50 Years Ago Oregon was a Preservation Innovator.
We Believe it Can be Again.
Restore Oregon recognizes that the time is now to boldly move beyond traditional approaches to historic preservation to create an inclusive, equitable, and diverse preservation community in Oregon. Our Board of Directors and staff have worked together over the past year to create a new, five-year Strategic Framework. With that framework now in place, we have started to implement this bold, new vision for Oregon.
Pictured above clockwise from top left: The Wong Laundry Building, 1908 and in the early 1940s, Portland. The Yamaguchi Hotel demolition, Portland. Photo courtesy of the Japanese American Museum of Oregon.
As early as 2014, Restore Oregon began to shift toward telling the full Oregon story, beginning with listing the Wong Laundry Building as one of Oregon’s Most Endangered Places. In 2016, we presented the Society Hotel with a DeMuro Award to celebrate both the preservation of a historic structure in the Portland New Chinatown/Japantown Historic District and efforts to preserve and share the Chinese-American history and artifacts discovered as a result of that project. Another story central to the Portland New Chinatown/Japantown Historic District is the Yamaguchi Hotel. Restore Oregon worked with the Japanese American Museum of Oregon to tell the full story of the Yamaguchi Hotel in an attempt to prevent its unnecessary demolition.

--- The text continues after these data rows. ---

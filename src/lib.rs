//! stafflib: real-time grand staff layout for Notation Chord Helper.
//!
//! Maps the set of currently held MIDI notes plus a key signature to staff
//! positions, accidentals, ledger lines and collision-free notehead
//! placement, expressed as a list of draw instructions.
//!
//! # Example
//! ```
//! use stafflib::{layout_view, KeySignature, ViewSize};
//!
//! let frame = layout_view([60, 64, 67], KeySignature::GMajor, ViewSize::default());
//! println!("Notes: {}", frame.notes.len());
//! println!("Instructions: {}", frame.instructions.len());
//! ```

pub mod error;
pub mod model;
pub mod pitch;
pub mod key_signature;
pub mod layout;
pub mod renderer;
pub mod tracker;

#[cfg(target_os = "android")]
pub mod android;

pub use error::{Result, StaffError};
pub use model::*;
pub use pitch::classify;
pub use key_signature::accidental_for;
pub use layout::{layout, layout_view, render_key_signature, resolve, Dimensions, DrawSink};
pub use renderer::render_to_svg;
pub use tracker::{ActiveNotes, MidiEvent, NoteSlots};

/// Convert a layout to a JSON string.
/// Useful for passing data across FFI boundaries.
pub fn layout_to_json(layout: &ChordLayout) -> Result<String> {
    Ok(serde_json::to_string_pretty(layout)?)
}

/// Convert a bare instruction list to a JSON string.
pub fn instructions_to_json(instructions: &[DrawInstruction]) -> Result<String> {
    Ok(serde_json::to_string(instructions)?)
}

/// Lay out a full frame and serialize it in one step.
pub fn layout_json(notes: &[MidiNote], key: KeySignature, view: ViewSize) -> Result<String> {
    layout_to_json(&layout_view(notes.iter().copied(), key, view))
}

/// Parse a layout previously produced by [`layout_to_json`].
pub fn layout_from_json(json: &str) -> Result<ChordLayout> {
    Ok(serde_json::from_str(json)?)
}

// ═══════════════════════════════════════════════════════════════════════
// C FFI: for iOS (static library) and desktop hosts
// ═══════════════════════════════════════════════════════════════════════

use std::ffi::CString;
use std::os::raw::c_char;

/// Build the note list for the FFI entry points, skipping invalid values.
fn notes_from_raw(notes: &[i32]) -> Vec<MidiNote> {
    notes
        .iter()
        .filter_map(|&n| pitch::validate_note(n as i64).ok())
        .collect()
}

fn view_from_raw(width: f64, height: f64) -> ViewSize {
    // Dimensions::new falls back to the default for non-positive sizes
    ViewSize { width, height }
}

/// # Safety
/// `notes` must point to `len` valid `i32` values, or be null with `len` 0.
unsafe fn raw_notes<'a>(notes: *const i32, len: usize) -> &'a [i32] {
    if notes.is_null() || len == 0 {
        &[]
    } else {
        unsafe { std::slice::from_raw_parts(notes, len) }
    }
}

/// Lay out a frame and return it as a JSON C string.
/// The caller must free the returned string with `stafflib_free_string`.
///
/// `key` is the key signature ordinal (0-14; anything else means C major).
/// Pass 0.0 for `width`/`height` to use the default view size.
///
/// # Safety
/// `notes` must point to `len` valid `i32` values, or be null with `len` 0.
#[no_mangle]
pub unsafe extern "C" fn stafflib_layout_json(
    notes: *const i32,
    len: usize,
    key: i32,
    width: f64,
    height: f64,
) -> *mut c_char {
    let notes = notes_from_raw(unsafe { raw_notes(notes, len) });
    let key = KeySignature::from_ordinal(key);

    match layout_json(&notes, key, view_from_raw(width, height)) {
        Ok(json) => CString::new(json).unwrap_or_default().into_raw(),
        Err(_) => std::ptr::null_mut(),
    }
}

/// Render a frame to SVG and return it as a C string.
/// The caller must free the returned string with `stafflib_free_string`.
///
/// # Safety
/// `notes` must point to `len` valid `i32` values, or be null with `len` 0.
#[no_mangle]
pub unsafe extern "C" fn stafflib_render_svg(
    notes: *const i32,
    len: usize,
    key: i32,
    width: f64,
    height: f64,
) -> *mut c_char {
    let notes = notes_from_raw(unsafe { raw_notes(notes, len) });
    let key = KeySignature::from_ordinal(key);
    let svg = render_to_svg(notes, key, view_from_raw(width, height));
    CString::new(svg).unwrap_or_default().into_raw()
}

/// Free a string previously returned by stafflib functions.
///
/// # Safety
/// `ptr` must be a string previously returned by a stafflib function, or null.
#[no_mangle]
pub unsafe extern "C" fn stafflib_free_string(ptr: *mut c_char) {
    if !ptr.is_null() {
        unsafe {
            let _ = CString::from_raw(ptr);
        }
    }
}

In 2019, Restore Oregon commissioned a study by independent research firm ECONorthwest to examine the carbon impact of demolition vs. reuse of existing buildings. Later that year, we added the Billy Webb Elks Lodge and the Mayo House, both significant to Portland's Black community, to Oregon’s Most Endangered Places list. More recently in the Spring of 2023, as part of our effort to tell an inclusive story of Oregon's past, Restore Oregon partnered with the University of Oregon (UO) Just Futures Institute, Oregon Black Pioneers, Moreland Resource Consulting, Clatsop Community College Historic Preservation Program, and the Architectural Heritage Center, to launch the Albina Preservation Initiative–a step forward to make preservation work better for Black communities and a transformative shift for Oregon.
Fueled by calls for racial justice, the ongoing and imminent threat of climate change, and the immediate need for more housing in Oregon, Restore Oregon built upon the past decade of work by ramping up efforts to intentionally include diversity/equity/inclusion, climate action, and housing generation in all of the work that we do, from programs to outreach to advocacy, as we firmly believe that historic preservation and reuse are necessary steps in steering Oregon toward a vibrant, sustainable, and equitable future.